## Exercise
I need the lines below from the one with "them with an" down to the one with "use crate::error::BoardResult;" reproduced exactly, both ends included, and nothing else.

Dataset excerpts

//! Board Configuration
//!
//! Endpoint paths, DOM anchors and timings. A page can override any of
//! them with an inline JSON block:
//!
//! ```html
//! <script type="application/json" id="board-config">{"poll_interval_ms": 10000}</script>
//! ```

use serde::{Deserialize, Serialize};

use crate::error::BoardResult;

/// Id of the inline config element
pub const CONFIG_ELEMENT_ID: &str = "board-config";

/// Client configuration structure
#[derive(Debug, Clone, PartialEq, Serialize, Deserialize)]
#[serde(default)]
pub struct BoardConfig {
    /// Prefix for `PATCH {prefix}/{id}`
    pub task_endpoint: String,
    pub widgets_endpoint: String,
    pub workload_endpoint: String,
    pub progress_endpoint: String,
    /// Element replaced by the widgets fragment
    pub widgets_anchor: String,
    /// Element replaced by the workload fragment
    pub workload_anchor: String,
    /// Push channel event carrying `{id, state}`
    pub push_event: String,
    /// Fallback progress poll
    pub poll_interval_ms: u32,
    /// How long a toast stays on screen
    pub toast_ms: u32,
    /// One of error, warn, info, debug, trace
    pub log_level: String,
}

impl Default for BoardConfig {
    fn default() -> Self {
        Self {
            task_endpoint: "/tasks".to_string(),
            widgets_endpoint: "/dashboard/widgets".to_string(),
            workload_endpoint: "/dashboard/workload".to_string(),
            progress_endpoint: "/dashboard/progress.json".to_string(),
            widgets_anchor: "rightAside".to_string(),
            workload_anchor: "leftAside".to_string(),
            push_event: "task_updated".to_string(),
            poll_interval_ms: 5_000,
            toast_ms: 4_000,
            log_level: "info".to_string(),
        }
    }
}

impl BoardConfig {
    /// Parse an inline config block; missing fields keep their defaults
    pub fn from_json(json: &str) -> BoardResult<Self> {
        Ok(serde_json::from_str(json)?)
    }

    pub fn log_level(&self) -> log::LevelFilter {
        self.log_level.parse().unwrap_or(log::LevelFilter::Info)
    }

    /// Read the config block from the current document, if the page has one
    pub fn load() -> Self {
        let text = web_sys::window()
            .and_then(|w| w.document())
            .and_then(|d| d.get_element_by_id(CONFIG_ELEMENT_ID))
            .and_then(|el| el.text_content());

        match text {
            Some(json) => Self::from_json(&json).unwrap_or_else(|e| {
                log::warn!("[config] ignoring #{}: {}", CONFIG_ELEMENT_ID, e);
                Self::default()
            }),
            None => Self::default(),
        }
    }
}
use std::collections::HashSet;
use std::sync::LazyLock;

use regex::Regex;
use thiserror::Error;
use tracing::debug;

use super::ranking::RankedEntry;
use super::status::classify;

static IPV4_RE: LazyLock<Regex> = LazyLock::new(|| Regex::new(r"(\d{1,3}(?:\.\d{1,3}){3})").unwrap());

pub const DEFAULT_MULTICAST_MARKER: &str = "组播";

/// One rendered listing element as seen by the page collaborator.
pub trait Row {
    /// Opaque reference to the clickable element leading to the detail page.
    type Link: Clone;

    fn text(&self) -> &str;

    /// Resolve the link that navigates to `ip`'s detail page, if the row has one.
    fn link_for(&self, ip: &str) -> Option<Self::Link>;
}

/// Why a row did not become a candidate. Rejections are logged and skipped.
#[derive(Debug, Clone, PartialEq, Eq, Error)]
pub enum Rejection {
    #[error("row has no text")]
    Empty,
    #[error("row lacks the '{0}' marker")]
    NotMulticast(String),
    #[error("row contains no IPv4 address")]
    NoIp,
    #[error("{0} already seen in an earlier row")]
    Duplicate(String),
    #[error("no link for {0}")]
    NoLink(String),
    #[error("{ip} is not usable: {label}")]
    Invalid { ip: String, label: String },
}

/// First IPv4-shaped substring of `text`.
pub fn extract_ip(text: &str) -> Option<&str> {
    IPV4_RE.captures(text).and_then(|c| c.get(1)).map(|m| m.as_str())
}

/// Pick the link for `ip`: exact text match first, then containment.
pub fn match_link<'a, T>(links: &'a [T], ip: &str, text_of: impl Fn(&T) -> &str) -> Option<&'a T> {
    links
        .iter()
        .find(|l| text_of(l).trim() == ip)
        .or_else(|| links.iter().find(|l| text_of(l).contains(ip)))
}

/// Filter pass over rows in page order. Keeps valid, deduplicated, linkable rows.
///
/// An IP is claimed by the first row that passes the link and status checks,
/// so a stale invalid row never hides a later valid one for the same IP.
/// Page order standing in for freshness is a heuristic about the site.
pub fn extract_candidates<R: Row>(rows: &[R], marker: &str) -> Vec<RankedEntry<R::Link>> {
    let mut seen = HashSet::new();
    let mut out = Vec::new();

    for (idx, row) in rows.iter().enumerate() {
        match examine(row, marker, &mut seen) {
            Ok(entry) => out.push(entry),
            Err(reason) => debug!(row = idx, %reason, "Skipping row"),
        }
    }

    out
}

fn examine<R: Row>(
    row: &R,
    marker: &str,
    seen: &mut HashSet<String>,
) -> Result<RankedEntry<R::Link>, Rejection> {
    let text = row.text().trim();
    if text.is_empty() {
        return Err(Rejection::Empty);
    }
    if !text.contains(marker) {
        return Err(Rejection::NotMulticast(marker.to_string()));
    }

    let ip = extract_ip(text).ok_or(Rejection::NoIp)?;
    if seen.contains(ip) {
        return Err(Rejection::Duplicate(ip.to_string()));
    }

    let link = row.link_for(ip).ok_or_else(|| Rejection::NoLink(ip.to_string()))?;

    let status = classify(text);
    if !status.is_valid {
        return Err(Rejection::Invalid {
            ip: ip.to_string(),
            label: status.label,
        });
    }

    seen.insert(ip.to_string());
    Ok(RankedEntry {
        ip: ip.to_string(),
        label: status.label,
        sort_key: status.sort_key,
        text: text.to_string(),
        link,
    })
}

---

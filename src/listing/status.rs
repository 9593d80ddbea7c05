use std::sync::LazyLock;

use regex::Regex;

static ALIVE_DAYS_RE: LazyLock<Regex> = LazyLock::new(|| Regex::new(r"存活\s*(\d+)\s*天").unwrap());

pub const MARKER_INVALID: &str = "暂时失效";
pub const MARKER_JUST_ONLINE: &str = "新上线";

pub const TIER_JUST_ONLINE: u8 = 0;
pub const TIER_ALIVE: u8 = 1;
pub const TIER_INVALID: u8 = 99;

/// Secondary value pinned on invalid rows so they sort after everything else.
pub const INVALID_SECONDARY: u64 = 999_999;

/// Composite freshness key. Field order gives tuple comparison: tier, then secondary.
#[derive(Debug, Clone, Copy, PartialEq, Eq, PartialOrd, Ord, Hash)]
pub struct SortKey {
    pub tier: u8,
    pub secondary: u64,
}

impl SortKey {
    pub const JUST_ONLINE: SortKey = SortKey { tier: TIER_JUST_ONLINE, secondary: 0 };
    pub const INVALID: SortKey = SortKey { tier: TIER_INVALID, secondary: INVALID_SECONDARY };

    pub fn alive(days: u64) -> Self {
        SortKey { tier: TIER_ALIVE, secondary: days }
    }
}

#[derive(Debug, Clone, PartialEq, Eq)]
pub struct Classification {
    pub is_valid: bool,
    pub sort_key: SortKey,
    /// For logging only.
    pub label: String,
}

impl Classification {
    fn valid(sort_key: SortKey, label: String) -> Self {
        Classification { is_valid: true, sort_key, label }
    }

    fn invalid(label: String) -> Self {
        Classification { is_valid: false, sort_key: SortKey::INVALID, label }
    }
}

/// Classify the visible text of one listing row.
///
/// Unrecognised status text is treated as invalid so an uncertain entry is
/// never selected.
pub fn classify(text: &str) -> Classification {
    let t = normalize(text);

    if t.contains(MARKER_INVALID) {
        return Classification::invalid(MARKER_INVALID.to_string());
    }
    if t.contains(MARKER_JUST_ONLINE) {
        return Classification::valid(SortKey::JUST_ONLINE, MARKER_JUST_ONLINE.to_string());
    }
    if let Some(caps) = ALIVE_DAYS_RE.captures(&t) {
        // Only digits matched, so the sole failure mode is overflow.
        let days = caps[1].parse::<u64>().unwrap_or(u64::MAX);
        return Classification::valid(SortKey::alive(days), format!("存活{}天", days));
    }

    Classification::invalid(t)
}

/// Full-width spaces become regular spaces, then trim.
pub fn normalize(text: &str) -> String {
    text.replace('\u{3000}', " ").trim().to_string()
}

## Answer to this problem
//! them with an inline JSON block:
//!
//! ```html
//! <script type="application/json" id="board-config">{"poll_interval_ms": 10000}</script>
//! ```

use serde::{Deserialize, Serialize};

use crate::error::BoardResult;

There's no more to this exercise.